» **Available records**
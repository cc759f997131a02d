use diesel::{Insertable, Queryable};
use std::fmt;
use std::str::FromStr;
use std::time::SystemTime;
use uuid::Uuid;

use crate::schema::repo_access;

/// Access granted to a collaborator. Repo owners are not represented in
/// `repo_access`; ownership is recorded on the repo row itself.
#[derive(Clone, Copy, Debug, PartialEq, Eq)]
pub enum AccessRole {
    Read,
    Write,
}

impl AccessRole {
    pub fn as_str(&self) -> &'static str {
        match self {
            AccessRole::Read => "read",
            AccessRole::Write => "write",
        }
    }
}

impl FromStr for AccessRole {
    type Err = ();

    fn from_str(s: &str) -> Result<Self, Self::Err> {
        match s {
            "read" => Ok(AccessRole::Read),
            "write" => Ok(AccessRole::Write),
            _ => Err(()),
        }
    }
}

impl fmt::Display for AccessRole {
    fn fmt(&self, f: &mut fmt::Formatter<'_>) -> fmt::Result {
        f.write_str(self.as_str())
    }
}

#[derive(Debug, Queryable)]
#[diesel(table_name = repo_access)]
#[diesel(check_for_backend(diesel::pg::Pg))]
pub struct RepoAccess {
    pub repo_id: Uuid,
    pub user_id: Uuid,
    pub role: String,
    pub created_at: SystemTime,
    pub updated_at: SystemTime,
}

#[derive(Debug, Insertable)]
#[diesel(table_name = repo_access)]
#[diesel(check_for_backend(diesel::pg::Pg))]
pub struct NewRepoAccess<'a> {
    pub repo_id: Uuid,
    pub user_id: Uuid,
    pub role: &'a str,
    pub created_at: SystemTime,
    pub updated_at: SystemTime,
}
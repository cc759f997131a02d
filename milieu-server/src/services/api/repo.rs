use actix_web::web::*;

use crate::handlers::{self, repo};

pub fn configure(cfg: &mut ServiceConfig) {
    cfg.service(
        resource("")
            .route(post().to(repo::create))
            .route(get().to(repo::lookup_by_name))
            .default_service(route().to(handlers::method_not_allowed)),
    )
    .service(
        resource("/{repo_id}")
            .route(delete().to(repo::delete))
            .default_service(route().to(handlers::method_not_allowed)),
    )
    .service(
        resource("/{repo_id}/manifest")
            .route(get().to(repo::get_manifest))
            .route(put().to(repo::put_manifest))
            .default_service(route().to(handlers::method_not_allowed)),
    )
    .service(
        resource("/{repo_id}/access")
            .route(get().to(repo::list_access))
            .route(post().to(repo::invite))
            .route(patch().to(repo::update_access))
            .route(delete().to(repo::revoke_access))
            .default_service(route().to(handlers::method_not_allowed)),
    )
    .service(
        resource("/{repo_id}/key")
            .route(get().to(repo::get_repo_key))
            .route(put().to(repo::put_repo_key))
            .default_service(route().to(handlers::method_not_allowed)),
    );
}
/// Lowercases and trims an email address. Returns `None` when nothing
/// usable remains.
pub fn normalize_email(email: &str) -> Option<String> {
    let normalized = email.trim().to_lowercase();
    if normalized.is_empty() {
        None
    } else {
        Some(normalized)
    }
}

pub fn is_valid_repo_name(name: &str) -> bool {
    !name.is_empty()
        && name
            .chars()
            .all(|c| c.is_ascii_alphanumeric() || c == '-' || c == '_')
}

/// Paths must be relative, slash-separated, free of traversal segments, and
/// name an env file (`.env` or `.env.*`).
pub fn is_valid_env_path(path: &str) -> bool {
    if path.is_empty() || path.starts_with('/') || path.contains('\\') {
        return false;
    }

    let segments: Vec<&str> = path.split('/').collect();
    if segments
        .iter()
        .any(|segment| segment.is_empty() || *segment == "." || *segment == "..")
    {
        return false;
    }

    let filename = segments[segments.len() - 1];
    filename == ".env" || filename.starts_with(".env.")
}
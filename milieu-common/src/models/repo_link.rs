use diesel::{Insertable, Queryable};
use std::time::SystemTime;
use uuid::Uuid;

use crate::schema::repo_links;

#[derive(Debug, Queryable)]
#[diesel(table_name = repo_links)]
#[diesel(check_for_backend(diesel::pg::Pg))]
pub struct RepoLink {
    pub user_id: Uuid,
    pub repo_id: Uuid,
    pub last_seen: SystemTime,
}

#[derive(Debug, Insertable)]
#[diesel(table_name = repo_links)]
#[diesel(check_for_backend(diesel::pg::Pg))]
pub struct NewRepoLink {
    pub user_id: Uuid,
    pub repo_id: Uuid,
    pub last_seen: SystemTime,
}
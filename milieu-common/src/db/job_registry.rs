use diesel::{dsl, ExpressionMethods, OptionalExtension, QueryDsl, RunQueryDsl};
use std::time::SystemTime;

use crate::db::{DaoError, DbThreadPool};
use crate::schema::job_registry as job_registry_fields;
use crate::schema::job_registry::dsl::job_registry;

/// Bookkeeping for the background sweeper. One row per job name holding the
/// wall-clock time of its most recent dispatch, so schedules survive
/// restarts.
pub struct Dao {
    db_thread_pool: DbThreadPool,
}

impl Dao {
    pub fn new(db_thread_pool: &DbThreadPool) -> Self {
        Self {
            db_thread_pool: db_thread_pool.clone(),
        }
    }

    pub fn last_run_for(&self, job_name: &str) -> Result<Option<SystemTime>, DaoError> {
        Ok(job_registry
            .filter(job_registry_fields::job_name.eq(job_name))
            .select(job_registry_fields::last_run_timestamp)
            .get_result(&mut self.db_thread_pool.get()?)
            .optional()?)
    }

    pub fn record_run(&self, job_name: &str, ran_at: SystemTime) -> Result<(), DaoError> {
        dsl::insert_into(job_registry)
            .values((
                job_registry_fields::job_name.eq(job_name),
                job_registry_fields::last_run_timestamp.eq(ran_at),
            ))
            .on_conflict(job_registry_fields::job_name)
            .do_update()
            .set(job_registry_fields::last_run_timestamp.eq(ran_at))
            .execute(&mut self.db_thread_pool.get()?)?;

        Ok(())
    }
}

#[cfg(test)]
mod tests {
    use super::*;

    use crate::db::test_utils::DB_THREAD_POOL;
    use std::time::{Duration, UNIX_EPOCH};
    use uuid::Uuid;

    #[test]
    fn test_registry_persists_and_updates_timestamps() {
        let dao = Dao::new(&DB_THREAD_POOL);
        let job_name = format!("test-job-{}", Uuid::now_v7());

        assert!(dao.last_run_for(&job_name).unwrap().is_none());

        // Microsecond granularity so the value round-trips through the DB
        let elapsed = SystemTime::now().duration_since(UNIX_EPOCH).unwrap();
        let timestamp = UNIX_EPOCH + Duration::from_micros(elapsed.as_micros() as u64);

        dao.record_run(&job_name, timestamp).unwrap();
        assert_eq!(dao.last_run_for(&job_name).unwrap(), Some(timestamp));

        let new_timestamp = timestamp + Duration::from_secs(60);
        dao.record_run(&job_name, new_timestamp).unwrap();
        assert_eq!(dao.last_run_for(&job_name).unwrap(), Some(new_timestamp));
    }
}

==

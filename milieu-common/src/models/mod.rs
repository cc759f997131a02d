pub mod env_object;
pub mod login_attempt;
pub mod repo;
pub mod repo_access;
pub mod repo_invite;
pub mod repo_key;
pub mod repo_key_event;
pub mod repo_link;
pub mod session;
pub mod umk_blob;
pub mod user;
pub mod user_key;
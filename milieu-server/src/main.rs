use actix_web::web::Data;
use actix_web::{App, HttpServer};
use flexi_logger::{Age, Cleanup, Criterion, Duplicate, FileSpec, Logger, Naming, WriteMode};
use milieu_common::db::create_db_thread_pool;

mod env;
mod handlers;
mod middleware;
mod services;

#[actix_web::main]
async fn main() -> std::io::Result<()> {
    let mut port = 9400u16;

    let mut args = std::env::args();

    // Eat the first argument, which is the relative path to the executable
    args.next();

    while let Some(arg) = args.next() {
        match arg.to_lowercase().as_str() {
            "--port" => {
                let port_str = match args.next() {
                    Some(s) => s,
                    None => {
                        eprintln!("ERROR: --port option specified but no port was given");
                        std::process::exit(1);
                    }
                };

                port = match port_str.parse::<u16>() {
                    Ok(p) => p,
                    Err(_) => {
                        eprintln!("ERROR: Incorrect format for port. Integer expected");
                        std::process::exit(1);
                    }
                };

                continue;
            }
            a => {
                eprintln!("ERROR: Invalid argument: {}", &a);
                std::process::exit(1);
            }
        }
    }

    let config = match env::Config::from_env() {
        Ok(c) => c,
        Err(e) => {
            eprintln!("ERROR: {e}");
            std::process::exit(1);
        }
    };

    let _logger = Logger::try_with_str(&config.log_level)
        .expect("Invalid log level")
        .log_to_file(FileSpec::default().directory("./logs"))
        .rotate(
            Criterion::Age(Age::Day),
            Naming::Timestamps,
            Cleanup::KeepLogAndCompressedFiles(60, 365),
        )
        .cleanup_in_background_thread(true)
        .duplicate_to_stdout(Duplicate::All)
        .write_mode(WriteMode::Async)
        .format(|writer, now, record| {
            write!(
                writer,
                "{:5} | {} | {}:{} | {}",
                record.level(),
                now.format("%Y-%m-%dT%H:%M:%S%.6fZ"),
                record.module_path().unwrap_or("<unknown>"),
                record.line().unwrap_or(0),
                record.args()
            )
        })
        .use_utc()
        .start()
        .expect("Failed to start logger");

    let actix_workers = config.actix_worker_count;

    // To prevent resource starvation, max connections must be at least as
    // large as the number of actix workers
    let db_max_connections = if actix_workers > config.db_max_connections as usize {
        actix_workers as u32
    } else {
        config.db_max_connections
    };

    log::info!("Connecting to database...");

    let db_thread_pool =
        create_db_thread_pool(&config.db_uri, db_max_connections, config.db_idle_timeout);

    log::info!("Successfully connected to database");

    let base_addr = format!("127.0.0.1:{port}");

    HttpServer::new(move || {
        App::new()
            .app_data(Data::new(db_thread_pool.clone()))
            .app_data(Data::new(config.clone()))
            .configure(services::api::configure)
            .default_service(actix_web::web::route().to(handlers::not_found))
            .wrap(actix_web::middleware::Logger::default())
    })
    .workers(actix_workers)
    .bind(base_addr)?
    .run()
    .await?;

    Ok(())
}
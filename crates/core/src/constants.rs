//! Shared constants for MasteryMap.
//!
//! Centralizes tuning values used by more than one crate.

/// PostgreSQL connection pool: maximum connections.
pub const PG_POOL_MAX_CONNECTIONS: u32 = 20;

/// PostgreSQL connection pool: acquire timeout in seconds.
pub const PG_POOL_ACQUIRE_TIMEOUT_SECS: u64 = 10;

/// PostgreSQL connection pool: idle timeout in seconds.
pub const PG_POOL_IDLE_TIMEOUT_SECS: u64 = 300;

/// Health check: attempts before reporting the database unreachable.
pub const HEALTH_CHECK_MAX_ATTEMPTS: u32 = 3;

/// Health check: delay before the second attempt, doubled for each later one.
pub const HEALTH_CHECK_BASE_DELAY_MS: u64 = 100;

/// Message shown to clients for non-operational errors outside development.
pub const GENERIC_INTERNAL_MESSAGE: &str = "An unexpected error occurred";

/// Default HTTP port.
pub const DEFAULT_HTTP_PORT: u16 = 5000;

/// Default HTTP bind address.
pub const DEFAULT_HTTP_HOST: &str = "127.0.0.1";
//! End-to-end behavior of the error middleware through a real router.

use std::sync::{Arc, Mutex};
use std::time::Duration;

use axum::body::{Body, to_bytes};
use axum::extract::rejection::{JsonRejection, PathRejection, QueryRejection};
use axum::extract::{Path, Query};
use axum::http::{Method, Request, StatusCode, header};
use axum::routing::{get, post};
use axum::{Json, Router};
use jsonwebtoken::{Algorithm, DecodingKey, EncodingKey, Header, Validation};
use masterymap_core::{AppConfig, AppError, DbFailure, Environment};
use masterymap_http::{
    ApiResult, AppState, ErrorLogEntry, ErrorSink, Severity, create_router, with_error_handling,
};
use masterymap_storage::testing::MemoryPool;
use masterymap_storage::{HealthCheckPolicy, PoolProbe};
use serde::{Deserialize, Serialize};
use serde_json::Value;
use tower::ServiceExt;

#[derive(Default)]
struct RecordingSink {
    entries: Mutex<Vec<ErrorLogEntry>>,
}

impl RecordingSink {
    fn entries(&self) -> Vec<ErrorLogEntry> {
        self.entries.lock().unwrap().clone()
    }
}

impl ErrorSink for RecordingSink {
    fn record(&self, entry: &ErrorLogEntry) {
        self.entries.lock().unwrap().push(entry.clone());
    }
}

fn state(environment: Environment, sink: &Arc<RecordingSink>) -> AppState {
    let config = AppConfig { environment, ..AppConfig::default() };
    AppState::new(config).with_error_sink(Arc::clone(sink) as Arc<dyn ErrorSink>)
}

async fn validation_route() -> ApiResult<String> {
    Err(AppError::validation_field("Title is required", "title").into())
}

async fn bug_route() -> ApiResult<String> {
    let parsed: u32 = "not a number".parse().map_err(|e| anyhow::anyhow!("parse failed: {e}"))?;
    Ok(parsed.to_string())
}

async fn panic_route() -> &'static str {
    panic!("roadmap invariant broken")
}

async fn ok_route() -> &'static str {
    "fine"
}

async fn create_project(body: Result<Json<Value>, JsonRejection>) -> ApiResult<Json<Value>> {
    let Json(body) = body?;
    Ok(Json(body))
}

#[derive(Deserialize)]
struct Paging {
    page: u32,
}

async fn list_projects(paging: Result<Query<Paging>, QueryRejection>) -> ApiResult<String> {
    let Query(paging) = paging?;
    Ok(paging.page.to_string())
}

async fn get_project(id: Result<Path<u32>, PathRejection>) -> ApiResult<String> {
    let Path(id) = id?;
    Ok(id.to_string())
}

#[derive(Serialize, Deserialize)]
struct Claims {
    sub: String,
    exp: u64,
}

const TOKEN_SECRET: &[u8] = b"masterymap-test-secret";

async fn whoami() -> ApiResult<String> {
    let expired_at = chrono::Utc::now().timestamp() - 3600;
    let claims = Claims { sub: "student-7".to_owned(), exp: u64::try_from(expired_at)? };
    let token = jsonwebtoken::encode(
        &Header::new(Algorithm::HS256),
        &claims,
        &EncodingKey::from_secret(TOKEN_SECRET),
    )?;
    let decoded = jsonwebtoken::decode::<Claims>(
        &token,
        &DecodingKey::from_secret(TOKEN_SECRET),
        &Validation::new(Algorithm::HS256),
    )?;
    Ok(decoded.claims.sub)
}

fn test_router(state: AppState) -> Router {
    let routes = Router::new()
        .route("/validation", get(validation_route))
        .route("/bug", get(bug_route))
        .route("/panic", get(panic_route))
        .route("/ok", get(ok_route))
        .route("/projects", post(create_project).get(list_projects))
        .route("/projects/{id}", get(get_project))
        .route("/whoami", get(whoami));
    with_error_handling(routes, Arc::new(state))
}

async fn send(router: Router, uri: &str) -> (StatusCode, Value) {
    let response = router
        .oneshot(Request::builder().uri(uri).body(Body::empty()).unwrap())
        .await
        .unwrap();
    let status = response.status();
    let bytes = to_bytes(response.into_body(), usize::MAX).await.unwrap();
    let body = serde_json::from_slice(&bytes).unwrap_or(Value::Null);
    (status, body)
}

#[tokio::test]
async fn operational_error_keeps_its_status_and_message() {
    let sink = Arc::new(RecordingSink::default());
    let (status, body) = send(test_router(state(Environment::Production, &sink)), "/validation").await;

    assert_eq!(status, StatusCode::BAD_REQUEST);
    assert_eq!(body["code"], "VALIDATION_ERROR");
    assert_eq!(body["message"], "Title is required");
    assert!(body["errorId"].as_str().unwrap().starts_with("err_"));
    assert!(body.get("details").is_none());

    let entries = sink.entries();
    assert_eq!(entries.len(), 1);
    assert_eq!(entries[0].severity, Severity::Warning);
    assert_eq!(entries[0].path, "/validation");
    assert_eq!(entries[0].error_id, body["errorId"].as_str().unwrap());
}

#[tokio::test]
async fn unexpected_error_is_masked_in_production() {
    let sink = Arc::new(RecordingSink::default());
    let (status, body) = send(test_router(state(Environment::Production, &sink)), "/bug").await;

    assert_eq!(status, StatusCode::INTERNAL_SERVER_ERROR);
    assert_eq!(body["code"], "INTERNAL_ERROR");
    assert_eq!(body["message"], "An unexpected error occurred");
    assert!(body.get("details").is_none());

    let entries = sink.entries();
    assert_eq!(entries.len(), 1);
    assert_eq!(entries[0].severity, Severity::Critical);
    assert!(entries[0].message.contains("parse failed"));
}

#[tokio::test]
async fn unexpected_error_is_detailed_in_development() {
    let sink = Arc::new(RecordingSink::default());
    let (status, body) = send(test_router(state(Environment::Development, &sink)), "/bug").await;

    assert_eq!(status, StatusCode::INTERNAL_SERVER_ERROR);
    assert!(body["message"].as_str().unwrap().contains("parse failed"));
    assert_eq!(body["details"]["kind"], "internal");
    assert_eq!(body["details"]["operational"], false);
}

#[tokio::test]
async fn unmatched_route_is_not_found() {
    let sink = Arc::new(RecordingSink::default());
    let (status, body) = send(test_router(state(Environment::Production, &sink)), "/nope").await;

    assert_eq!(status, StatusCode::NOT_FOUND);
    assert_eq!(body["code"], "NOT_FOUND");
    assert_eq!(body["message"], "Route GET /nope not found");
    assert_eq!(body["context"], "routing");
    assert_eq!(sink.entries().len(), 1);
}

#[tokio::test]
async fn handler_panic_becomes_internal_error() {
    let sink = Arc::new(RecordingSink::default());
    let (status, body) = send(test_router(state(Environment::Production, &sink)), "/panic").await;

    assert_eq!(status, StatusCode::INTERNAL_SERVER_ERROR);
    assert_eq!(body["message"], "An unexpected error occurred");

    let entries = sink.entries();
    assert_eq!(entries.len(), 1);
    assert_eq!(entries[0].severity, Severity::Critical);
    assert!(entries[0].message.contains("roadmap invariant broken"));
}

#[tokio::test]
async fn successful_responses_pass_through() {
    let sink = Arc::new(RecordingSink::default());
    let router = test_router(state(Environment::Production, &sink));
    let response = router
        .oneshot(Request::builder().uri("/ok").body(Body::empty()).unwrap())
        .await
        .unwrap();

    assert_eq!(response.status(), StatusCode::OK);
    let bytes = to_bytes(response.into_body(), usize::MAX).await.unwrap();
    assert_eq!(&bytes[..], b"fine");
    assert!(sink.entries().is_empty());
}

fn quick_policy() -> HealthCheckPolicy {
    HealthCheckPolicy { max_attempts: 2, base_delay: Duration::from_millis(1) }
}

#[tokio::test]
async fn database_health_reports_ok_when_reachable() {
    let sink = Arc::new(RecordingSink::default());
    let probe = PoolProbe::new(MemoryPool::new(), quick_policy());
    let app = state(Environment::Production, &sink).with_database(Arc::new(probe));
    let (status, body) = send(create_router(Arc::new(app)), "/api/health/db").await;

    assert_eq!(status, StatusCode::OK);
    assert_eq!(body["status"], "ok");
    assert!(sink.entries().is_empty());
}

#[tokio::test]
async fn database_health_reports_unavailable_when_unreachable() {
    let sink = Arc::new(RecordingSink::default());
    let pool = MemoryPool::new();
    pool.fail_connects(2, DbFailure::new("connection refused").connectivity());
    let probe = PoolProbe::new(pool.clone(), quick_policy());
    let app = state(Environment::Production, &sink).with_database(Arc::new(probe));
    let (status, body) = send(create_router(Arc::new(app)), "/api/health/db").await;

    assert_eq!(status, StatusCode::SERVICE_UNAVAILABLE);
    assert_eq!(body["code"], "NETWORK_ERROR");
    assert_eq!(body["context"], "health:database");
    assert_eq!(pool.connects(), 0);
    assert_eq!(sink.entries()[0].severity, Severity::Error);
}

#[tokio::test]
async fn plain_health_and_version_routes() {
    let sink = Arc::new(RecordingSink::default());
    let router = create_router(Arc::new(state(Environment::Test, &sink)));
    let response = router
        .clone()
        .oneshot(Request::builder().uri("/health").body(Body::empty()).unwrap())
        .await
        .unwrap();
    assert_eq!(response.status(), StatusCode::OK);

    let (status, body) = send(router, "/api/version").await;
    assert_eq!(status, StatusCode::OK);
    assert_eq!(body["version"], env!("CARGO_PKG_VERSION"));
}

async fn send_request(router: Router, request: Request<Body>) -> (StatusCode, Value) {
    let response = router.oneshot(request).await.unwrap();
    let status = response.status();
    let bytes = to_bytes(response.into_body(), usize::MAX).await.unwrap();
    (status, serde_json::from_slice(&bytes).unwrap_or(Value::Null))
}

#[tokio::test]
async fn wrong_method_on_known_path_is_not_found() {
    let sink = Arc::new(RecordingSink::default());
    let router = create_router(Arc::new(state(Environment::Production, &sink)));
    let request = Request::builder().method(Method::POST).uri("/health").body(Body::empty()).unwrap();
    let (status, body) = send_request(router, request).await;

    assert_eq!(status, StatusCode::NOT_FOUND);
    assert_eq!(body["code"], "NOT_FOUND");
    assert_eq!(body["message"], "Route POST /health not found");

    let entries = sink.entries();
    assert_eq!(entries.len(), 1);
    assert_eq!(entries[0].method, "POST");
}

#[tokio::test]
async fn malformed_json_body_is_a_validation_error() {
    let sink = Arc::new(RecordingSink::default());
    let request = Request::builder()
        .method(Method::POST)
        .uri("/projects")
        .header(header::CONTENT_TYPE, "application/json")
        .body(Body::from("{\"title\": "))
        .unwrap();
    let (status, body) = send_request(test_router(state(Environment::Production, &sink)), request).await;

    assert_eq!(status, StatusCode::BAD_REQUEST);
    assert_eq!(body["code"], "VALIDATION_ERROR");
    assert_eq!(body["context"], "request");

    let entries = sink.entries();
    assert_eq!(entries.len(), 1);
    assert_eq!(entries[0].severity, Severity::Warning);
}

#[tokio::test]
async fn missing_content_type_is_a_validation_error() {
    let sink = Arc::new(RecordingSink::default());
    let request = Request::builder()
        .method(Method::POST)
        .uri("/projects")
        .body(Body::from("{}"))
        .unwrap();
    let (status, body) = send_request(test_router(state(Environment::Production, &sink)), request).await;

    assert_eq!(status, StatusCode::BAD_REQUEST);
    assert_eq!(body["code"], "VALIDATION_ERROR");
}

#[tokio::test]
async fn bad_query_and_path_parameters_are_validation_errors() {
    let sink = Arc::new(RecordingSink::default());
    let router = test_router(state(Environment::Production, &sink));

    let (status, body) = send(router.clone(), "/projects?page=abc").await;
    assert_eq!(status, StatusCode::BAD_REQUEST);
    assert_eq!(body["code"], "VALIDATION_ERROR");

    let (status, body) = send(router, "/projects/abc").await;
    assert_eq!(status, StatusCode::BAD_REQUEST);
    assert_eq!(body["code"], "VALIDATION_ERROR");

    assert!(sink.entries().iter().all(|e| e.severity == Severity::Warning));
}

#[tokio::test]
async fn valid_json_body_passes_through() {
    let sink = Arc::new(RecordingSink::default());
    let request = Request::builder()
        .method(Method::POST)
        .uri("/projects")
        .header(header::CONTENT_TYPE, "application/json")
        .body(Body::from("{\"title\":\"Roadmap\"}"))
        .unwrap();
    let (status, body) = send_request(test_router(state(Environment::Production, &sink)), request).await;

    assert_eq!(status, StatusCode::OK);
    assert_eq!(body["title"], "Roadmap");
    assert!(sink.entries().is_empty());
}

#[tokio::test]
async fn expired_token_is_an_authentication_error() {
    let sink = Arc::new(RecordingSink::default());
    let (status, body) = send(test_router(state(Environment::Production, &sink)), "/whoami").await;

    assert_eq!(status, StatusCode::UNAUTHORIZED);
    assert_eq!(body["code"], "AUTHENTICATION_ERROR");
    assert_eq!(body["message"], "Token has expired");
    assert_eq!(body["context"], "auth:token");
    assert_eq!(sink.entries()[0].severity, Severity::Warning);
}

---

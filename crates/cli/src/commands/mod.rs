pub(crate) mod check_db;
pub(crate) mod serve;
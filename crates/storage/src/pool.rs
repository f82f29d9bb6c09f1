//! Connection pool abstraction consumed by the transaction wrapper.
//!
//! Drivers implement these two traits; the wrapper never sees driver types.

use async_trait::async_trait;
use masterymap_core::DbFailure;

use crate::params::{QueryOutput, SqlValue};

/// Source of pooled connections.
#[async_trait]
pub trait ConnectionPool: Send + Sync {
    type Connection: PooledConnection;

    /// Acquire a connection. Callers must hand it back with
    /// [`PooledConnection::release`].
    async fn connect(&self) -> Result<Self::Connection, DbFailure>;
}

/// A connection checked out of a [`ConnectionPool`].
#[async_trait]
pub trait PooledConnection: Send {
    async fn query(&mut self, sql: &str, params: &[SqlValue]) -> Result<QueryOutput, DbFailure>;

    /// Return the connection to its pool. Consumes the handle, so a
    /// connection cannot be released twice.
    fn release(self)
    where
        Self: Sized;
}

» **Exercise description**
In the data above, find the line that contains "filename crates/cli/src/commands/mod.rs" and the line that contains "filename crates/storage/src/pool.rs". Repeat exactly those lines and every line between them, and only those.

» **Expected answer**
filename crates/cli/src/commands/mod.rs
pub(crate) mod check_db;
pub(crate) mod serve;
filename crates/storage/src/pool.rs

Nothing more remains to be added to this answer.